§ **About this exercise**: Report how many lines in the data include "tracing", with the number as the only reply.

§ **Stored entries**:
· · · · · · ·

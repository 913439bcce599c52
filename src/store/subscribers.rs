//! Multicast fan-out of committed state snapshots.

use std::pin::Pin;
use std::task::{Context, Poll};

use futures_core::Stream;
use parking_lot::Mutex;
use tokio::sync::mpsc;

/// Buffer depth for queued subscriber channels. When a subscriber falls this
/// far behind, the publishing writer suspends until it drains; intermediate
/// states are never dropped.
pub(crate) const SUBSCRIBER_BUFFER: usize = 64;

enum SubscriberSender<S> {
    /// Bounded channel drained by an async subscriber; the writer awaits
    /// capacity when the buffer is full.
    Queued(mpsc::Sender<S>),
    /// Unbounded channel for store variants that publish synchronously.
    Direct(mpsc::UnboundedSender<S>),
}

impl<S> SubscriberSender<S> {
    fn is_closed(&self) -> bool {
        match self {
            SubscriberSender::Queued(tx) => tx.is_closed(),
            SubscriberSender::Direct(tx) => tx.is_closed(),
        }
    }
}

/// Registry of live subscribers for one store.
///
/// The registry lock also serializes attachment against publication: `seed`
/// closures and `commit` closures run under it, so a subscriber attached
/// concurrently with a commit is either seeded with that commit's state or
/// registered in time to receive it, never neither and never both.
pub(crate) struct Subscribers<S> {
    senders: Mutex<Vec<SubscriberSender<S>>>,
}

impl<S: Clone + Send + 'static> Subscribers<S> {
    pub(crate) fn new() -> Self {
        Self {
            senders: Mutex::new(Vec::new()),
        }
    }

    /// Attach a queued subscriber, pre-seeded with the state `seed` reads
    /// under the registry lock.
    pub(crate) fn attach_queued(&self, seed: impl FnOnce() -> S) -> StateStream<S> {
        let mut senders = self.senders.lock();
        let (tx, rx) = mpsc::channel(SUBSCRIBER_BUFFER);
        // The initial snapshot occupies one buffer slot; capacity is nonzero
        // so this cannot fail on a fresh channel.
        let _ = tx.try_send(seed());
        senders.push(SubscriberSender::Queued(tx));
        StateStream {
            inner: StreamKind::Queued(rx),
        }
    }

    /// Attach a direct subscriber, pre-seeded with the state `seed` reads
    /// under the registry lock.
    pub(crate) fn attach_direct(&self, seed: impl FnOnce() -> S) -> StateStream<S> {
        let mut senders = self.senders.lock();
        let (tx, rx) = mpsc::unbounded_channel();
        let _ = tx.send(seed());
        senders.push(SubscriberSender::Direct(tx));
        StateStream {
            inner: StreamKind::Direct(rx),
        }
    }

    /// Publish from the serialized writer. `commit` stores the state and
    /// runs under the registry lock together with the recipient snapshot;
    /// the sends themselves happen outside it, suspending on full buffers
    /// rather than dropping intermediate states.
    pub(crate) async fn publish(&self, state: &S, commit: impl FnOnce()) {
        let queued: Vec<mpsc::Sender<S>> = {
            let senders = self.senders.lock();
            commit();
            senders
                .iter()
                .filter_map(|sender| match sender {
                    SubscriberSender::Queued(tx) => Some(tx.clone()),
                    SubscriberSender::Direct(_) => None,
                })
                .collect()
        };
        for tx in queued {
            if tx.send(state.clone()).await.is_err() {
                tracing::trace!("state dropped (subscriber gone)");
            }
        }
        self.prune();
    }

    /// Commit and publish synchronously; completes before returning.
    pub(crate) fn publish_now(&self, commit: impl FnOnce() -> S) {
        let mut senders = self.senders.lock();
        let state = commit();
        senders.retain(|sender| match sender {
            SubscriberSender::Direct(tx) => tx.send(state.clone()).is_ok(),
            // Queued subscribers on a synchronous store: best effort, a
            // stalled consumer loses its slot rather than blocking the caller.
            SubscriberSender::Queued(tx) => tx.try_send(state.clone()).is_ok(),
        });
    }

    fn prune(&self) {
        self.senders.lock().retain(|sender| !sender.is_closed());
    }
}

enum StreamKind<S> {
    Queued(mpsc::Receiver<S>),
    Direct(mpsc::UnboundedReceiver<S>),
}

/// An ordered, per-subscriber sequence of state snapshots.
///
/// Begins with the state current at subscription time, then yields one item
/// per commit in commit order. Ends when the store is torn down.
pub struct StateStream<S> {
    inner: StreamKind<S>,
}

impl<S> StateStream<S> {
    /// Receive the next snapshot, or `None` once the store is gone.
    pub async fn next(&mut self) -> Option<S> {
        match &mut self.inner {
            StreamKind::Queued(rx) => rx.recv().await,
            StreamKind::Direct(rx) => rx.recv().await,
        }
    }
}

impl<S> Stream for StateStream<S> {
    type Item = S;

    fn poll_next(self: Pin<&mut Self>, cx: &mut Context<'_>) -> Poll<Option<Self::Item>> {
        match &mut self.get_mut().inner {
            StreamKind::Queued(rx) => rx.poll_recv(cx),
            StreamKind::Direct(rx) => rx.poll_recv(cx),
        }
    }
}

· · · · · · ·

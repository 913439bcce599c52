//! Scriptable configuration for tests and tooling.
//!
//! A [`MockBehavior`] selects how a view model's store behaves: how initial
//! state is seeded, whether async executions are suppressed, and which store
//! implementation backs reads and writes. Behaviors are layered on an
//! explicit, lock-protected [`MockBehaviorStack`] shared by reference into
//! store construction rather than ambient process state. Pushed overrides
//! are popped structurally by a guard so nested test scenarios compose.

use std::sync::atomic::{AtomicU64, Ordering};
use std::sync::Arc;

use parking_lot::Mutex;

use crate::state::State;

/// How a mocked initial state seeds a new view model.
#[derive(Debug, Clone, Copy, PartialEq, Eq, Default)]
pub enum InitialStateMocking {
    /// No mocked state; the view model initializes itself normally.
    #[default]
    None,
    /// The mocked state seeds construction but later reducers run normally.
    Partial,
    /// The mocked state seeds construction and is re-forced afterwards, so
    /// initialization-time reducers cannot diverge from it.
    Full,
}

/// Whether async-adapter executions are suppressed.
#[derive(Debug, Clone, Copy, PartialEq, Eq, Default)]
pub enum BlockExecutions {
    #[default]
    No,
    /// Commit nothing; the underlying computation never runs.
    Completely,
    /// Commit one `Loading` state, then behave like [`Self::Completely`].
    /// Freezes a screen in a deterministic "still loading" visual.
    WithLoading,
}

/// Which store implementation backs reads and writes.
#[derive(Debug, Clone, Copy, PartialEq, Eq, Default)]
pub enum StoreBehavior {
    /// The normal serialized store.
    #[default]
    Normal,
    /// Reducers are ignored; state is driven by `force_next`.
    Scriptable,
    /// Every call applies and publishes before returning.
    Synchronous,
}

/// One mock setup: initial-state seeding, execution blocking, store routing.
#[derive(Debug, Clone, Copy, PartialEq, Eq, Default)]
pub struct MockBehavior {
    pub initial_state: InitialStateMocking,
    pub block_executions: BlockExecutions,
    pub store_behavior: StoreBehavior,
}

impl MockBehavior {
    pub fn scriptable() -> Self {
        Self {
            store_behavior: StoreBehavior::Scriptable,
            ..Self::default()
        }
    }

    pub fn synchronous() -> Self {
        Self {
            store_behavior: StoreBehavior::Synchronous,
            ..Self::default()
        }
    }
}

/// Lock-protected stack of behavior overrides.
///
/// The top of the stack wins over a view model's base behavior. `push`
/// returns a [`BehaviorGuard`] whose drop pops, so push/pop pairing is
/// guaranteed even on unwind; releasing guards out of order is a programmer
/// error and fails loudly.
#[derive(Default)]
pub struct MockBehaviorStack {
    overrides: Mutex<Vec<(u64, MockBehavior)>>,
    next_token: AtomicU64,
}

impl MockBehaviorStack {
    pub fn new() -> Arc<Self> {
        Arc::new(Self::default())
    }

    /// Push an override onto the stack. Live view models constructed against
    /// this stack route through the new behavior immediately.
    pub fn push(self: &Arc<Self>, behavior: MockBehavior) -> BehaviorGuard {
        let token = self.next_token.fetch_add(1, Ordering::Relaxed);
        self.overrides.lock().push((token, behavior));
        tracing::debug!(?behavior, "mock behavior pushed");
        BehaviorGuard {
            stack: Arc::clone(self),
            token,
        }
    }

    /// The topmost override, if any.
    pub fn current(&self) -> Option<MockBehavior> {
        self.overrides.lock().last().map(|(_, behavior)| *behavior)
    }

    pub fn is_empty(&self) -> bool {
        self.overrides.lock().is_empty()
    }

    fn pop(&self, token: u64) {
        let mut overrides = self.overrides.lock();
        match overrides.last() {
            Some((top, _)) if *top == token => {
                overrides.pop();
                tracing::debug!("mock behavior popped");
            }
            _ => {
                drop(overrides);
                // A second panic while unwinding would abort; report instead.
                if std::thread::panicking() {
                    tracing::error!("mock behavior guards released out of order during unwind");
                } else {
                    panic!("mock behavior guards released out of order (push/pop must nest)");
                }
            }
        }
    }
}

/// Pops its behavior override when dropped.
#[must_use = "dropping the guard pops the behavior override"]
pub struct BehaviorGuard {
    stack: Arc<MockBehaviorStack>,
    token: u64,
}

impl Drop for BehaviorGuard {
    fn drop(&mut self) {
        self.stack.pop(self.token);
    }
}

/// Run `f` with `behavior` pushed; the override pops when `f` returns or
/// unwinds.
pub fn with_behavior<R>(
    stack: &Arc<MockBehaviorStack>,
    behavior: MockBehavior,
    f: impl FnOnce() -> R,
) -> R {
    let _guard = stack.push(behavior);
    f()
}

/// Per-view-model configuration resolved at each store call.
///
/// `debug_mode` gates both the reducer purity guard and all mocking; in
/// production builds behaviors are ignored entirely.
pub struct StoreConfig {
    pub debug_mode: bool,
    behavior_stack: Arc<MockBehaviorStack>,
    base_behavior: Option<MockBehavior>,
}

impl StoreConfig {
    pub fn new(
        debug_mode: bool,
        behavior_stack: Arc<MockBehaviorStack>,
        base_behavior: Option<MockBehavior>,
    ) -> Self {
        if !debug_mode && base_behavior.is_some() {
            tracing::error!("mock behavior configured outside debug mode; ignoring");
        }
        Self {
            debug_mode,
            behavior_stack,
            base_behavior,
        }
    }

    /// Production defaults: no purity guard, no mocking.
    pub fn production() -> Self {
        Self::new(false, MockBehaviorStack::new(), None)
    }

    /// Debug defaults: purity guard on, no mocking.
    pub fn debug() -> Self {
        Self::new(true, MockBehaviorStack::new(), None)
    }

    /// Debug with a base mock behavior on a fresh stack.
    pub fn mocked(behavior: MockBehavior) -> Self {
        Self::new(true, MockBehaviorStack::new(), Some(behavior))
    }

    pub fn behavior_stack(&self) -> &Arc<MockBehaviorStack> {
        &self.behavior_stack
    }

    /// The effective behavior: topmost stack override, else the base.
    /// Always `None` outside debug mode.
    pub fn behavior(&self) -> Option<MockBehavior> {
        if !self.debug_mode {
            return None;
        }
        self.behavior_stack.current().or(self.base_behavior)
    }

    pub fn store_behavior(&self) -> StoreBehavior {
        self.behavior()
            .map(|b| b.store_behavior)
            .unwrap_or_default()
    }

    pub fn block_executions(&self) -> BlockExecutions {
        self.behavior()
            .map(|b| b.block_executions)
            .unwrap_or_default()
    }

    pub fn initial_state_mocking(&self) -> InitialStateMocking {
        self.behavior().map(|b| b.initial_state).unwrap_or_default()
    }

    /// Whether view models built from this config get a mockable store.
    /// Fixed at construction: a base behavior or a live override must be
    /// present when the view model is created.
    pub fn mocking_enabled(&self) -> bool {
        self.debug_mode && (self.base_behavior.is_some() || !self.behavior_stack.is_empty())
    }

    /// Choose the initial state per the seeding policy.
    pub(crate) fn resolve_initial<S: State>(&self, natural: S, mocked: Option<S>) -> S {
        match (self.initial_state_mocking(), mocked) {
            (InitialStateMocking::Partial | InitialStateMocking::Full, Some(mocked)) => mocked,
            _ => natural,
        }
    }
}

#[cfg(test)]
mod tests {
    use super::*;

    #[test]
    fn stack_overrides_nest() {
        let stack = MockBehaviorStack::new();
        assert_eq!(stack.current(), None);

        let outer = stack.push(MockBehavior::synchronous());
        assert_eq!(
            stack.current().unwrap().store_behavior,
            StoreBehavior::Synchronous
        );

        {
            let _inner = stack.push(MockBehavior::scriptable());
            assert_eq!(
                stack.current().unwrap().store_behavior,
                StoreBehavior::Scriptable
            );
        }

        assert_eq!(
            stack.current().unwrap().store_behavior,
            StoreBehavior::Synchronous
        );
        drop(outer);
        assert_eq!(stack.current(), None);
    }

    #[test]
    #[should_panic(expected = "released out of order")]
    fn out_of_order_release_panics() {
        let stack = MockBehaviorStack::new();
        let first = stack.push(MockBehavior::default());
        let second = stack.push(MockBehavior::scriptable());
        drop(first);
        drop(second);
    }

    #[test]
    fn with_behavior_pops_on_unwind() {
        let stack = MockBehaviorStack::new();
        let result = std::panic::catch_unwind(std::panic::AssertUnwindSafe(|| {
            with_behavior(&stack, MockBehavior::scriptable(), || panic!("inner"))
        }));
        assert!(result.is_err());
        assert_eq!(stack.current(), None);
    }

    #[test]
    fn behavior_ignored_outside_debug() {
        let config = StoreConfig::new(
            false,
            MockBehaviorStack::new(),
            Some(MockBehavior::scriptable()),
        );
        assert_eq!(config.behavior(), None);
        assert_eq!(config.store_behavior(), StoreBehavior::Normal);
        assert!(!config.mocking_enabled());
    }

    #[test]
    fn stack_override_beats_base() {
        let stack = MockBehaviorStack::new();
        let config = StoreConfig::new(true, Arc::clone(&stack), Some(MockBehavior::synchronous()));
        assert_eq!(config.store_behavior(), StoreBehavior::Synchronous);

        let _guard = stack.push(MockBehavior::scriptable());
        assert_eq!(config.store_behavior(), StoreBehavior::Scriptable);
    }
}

· · · · · · ·

§ **Response to the exercise**: 5